Hubo un tiempo en el que rectificar era de sabios. Así lo expresaba el dicho popular para intentar reflejar que la mudanza de criterio o reconocer el error no era sinónimo de debilidad, sino más bien una expresión de fortaleza. Tan sólido resultaba mantener los puntos de vista o las opiniones como lo era aceptar nuestra condición falible como humanos y blandiendo públicamente que la verdad o el acierto podían estar más bien del otro lado. En cambio, en los últimos tiempos parece haberse impuesto la pulsión contraria. Se trata de mantener posiciones, aunque aparentemente los hechos o los datos las invaliden. En la era de la posverdad, como todo es puramente lenguaje, impera el negar las evidencias y no se debe rectificar en ningún caso, jamás.

Ahora las verdades han dejado de ser sólidas y los atrapados, al menos aparentemente en la mentira, argumentan disponer de “verdades alternativas”, un concepto bastante extraño al que ha recurrido más de una vez Donald Trump para sostener afirmaciones absurdas e injustificables. El racionalismo cartesiano parece haber pasado a mejor vida, sea cual sea el ámbito de actividad al que nos refiramos. Cuando la crisis económica del 2008 estalló con virulencia y resultó que la interdependencia de las instituciones financieras no las había convertido en sólidas e indestructibles, como se nos decía, a alguien como el presidente de la Reserva Federal de EEUU, Alan Greenspan, no se le ocurrió otra cosa que decir que los modelos estadísticos sobre el que descansaba todo era imposible que estuvieran errados; que era como decir que quien se equivocaba era la realidad.

En las redes sociales se acepta que cualquier se pronuncie con la arrogancia, la falta de tacto y con el máximo atrevimiento que permiten buenos niveles de ignorancia. Se puede insultar, descalificar o afirmar cualquier brutalidad. Decía el refrán castellano, “que más vale callar y pasar por tonto, que hablar y despejar la duda”. Ahora lo que se lleva justamente es “despejar la duda”. Lo que no se consiente de ninguna manera es que se acabe admitiendo que uno se ha equivocado. La manada digital se echa encima como si de una presa se tratara, sin compasión, de aquel que osa tener el atrevimiento de aceptar un error, sufriendo todo tipo de improperios y bajezas por la osadía en expresar duda o debilidad. Sólo hay algo que todavía encrespa más a los profesionales del linchamiento en las redes, que es que alguien no sólo reconozca estar equivocado, sino que encima pida disculpas. Se considera una mezcla de debilidad con dosis de arrogancia que resulta del todo condenable.

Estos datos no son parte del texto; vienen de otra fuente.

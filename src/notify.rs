// Boundary to the chat platform's outbound messages.
//
// The core only emits structured notices; turning them into text is the
// transport's job. Sends are retried with backoff and then degrade to a
// logged warning, so a dead chat never blocks matchmaking or settlement.

use std::sync::Arc;

use async_trait::async_trait;
use serde::{Deserialize, Serialize};

use crate::db::PlayerId;
use crate::retry::{with_backoff, RetryPolicy};

/// Where a player's notices go (a chat).
#[derive(Debug, Clone, Copy, PartialEq, Eq, Hash, Serialize, Deserialize)]
pub struct NotifyHandle {
    pub chat_id: i64,
}

/// A message already sent, which can be edited in place.
#[derive(Debug, Clone, Copy, PartialEq, Eq, Hash, Serialize, Deserialize)]
pub struct MessageRef {
    pub chat_id: i64,
    pub message_id: i64,
}

#[derive(Debug, Clone, PartialEq, Serialize, Deserialize)]
#[serde(tag = "kind", rename_all = "snake_case")]
pub enum Notice {
    Searching {
        waited_secs: u64,
        timeout_secs: u64,
        rating: i32,
        window: i32,
    },
    QueueTimedOut,
    QueueCanceled,
    MatchFound {
        match_id: String,
        opponent: PlayerId,
    },
    MatchAbandoned {
        match_id: String,
    },
    RatingUpdate {
        match_id: String,
        before: i32,
        after: i32,
        delta: i32,
        tier: String,
        suspended: bool,
    },
    SettlementDelayed {
        match_id: String,
    },
    ChallengeReceived {
        challenge_id: String,
        challenger: PlayerId,
        expires_in_secs: u64,
    },
    ChallengeAccepted {
        challenge_id: String,
    },
    ChallengeDeclined {
        challenge_id: String,
    },
    ChallengeExpired {
        challenge_id: String,
    },
    ChallengeCanceled {
        challenge_id: String,
    },
}

impl Notice {
    /// Short label for logs and metrics.
    pub fn kind(&self) -> &'static str {
        match self {
            Notice::Searching { .. } => "searching",
            Notice::QueueTimedOut => "queue_timed_out",
            Notice::QueueCanceled => "queue_canceled",
            Notice::MatchFound { .. } => "match_found",
            Notice::MatchAbandoned { .. } => "match_abandoned",
            Notice::RatingUpdate { .. } => "rating_update",
            Notice::SettlementDelayed { .. } => "settlement_delayed",
            Notice::ChallengeReceived { .. } => "challenge_received",
            Notice::ChallengeAccepted { .. } => "challenge_accepted",
            Notice::ChallengeDeclined { .. } => "challenge_declined",
            Notice::ChallengeExpired { .. } => "challenge_expired",
            Notice::ChallengeCanceled { .. } => "challenge_canceled",
        }
    }
}

#[derive(Debug, Clone, PartialEq, thiserror::Error)]
pub enum NotifyError {
    #[error("chat {0} is unreachable")]
    Unreachable(i64),
    #[error("transport error: {0}")]
    Transport(String),
}

#[async_trait]
pub trait Notifier: Send + Sync {
    async fn send_new(&self, to: &NotifyHandle, notice: &Notice) -> Result<MessageRef, NotifyError>;

    async fn edit(&self, message: &MessageRef, notice: &Notice) -> Result<(), NotifyError>;
}

/// Notifier that only logs. Used when no chat transport is attached.
#[derive(Debug, Default)]
pub struct TracingNotifier {
    next_id: std::sync::atomic::AtomicI64,
}

#[async_trait]
impl Notifier for TracingNotifier {
    async fn send_new(&self, to: &NotifyHandle, notice: &Notice) -> Result<MessageRef, NotifyError> {
        let message_id = self
            .next_id
            .fetch_add(1, std::sync::atomic::Ordering::Relaxed);
        tracing::info!(chat_id = to.chat_id, message_id, kind = notice.kind(), "notice: {notice:?}");
        Ok(MessageRef {
            chat_id: to.chat_id,
            message_id,
        })
    }

    async fn edit(&self, message: &MessageRef, notice: &Notice) -> Result<(), NotifyError> {
        tracing::debug!(
            chat_id = message.chat_id,
            message_id = message.message_id,
            kind = notice.kind(),
            "notice edit: {notice:?}"
        );
        Ok(())
    }
}

/// Retrying, degrading front for a [`Notifier`].
#[derive(Clone)]
pub struct Outbox {
    notifier: Arc<dyn Notifier>,
    retry: RetryPolicy,
}

impl Outbox {
    pub fn new(notifier: Arc<dyn Notifier>, retry: RetryPolicy) -> Self {
        Self { notifier, retry }
    }

    /// Send a new message. `None` if every attempt failed.
    pub async fn send(&self, to: &NotifyHandle, notice: &Notice) -> Option<MessageRef> {
        let result = with_backoff(&self.retry, notice.kind(), || {
            self.notifier.send_new(to, notice)
        })
        .await;
        match result {
            Ok(message) => Some(message),
            Err(e) => {
                tracing::warn!(chat_id = to.chat_id, "dropping {} notice: {e}", notice.kind());
                None
            }
        }
    }

    /// Edit an existing status message, falling back to a fresh one.
    pub async fn update(
        &self,
        to: &NotifyHandle,
        status: Option<MessageRef>,
        notice: &Notice,
    ) -> Option<MessageRef> {
        if let Some(message) = status {
            let edited = with_backoff(&self.retry, notice.kind(), || {
                self.notifier.edit(&message, notice)
            })
            .await;
            match edited {
                Ok(()) => return Some(message),
                Err(e) => {
                    tracing::warn!(chat_id = to.chat_id, "edit failed, sending new message: {e}");
                }
            }
        }
        self.send(to, notice).await
    }
}

#[cfg(test)]
pub(crate) mod testing {
    use super::*;
    use parking_lot::Mutex;

    /// Records every notice; optionally fails the first N sends.
    #[derive(Default)]
    pub struct RecordingNotifier {
        pub sent: Mutex<Vec<(i64, Notice)>>,
        pub edits: Mutex<Vec<(MessageRef, Notice)>>,
        pub fail_sends: Mutex<u32>,
    }

    impl RecordingNotifier {
        pub fn kinds_for(&self, chat_id: i64) -> Vec<&'static str> {
            self.sent
                .lock()
                .iter()
                .filter(|(c, _)| *c == chat_id)
                .map(|(_, n)| n.kind())
                .collect()
        }
    }

    #[async_trait]
    impl Notifier for RecordingNotifier {
        async fn send_new(&self, to: &NotifyHandle, notice: &Notice) -> Result<MessageRef, NotifyError> {
            {
                let mut fail = self.fail_sends.lock();
                if *fail > 0 {
                    *fail -= 1;
                    return Err(NotifyError::Unreachable(to.chat_id));
                }
            }
            let mut sent = self.sent.lock();
            sent.push((to.chat_id, notice.clone()));
            Ok(MessageRef {
                chat_id: to.chat_id,
                message_id: sent.len() as i64,
            })
        }

        async fn edit(&self, message: &MessageRef, notice: &Notice) -> Result<(), NotifyError> {
            self.edits.lock().push((*message, notice.clone()));
            Ok(())
        }
    }
}

#[cfg(test)]
mod tests {
    use super::testing::RecordingNotifier;
    use super::*;
    use std::time::Duration;

    fn outbox(notifier: Arc<RecordingNotifier>) -> Outbox {
        Outbox::new(
            notifier,
            RetryPolicy::new(3, Duration::from_millis(1), Duration::from_millis(5)),
        )
    }

    #[tokio::test]
    async fn test_send_retries_then_succeeds() {
        let notifier = Arc::new(RecordingNotifier::default());
        *notifier.fail_sends.lock() = 2;
        let out = outbox(notifier.clone());

        let msg = out.send(&NotifyHandle { chat_id: 9 }, &Notice::QueueCanceled).await;
        assert!(msg.is_some());
        assert_eq!(notifier.kinds_for(9), vec!["queue_canceled"]);
    }

    #[tokio::test]
    async fn test_send_degrades_to_none() {
        let notifier = Arc::new(RecordingNotifier::default());
        *notifier.fail_sends.lock() = 10;
        let out = outbox(notifier.clone());

        let msg = out.send(&NotifyHandle { chat_id: 9 }, &Notice::QueueTimedOut).await;
        assert!(msg.is_none());
        assert!(notifier.kinds_for(9).is_empty());
    }

    #[tokio::test]
    async fn test_update_edits_in_place() {
        let notifier = Arc::new(RecordingNotifier::default());
        let out = outbox(notifier.clone());
        let to = NotifyHandle { chat_id: 3 };

        let status = out.update(&to, None, &Notice::QueueCanceled).await;
        let again = out.update(&to, status, &Notice::QueueTimedOut).await;
        assert_eq!(status, again);
        assert_eq!(notifier.sent.lock().len(), 1);
        assert_eq!(notifier.edits.lock().len(), 1);
    }

    #[test]
    fn test_notice_serializes_with_kind_tag() {
        let json = serde_json::to_value(Notice::MatchFound {
            match_id: "m".into(),
            opponent: 4,
        })
        .unwrap();
        assert_eq!(json["kind"], "match_found");
        assert_eq!(json["opponent"], 4);
    }
}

La política actual resulta un choque constante de testosterona argumentativa, donde lo importante no es disponer y demostrar unas ciertas dosis de certeza, sino simplemente de sostener la proposición formulada aunque acabe por resultar ridícula ante las evidencias. El marketing político actual ha desterrado cualquier aproximación al contrincante, la aceptación de cualquier espacio de relatividad o de zona gris. En ningún caso se puede doblar la rodilla en el razonamiento, no se puede poner cara de derrota. Hay que repetir los “mantras” establecidos, aunque racionalmente no se sostengan. No hay discusión posible, y menos diálogo y transacción. Se trata de suplir la conversación por monólogos ya sean estos expresados de manera sucesiva o, mejor aún, de manera simultánea.

La política catalana resulta en esto extraordinaria. Con el proceso independentista, nadie ha hecho lo que decía que haría, pero a la parroquia se le dice que sí se ha hecho y esta aplaude enfervorizada. Paralelamente, en otro escenario, se afirma todo lo contrario, mientras se nos relata que lo que se dice siempre es lo mismo, cuando resulta obvio que no es así. Saben que mienten los que hacen la afirmación y los que los escuchan, pero ni unos ni otros están dispuestos a verbalizarlo, aceptar el error. Rectificar no es una opción. Si lo hicieran serían acusados de traición a la patria y de cobardía. Los oyentes, aunque conocen la verdad, no quieren de ninguna manera que esta se exprese de manera formal, porque de golpe se desharía el hechizo. Ha terminado por resultar más cómodo para todos los que participan instalarse en la falacia y el engaño, construyendo no tanto “estructuras de Estado” como viviendas adosadas en el mundo de la irrealidad.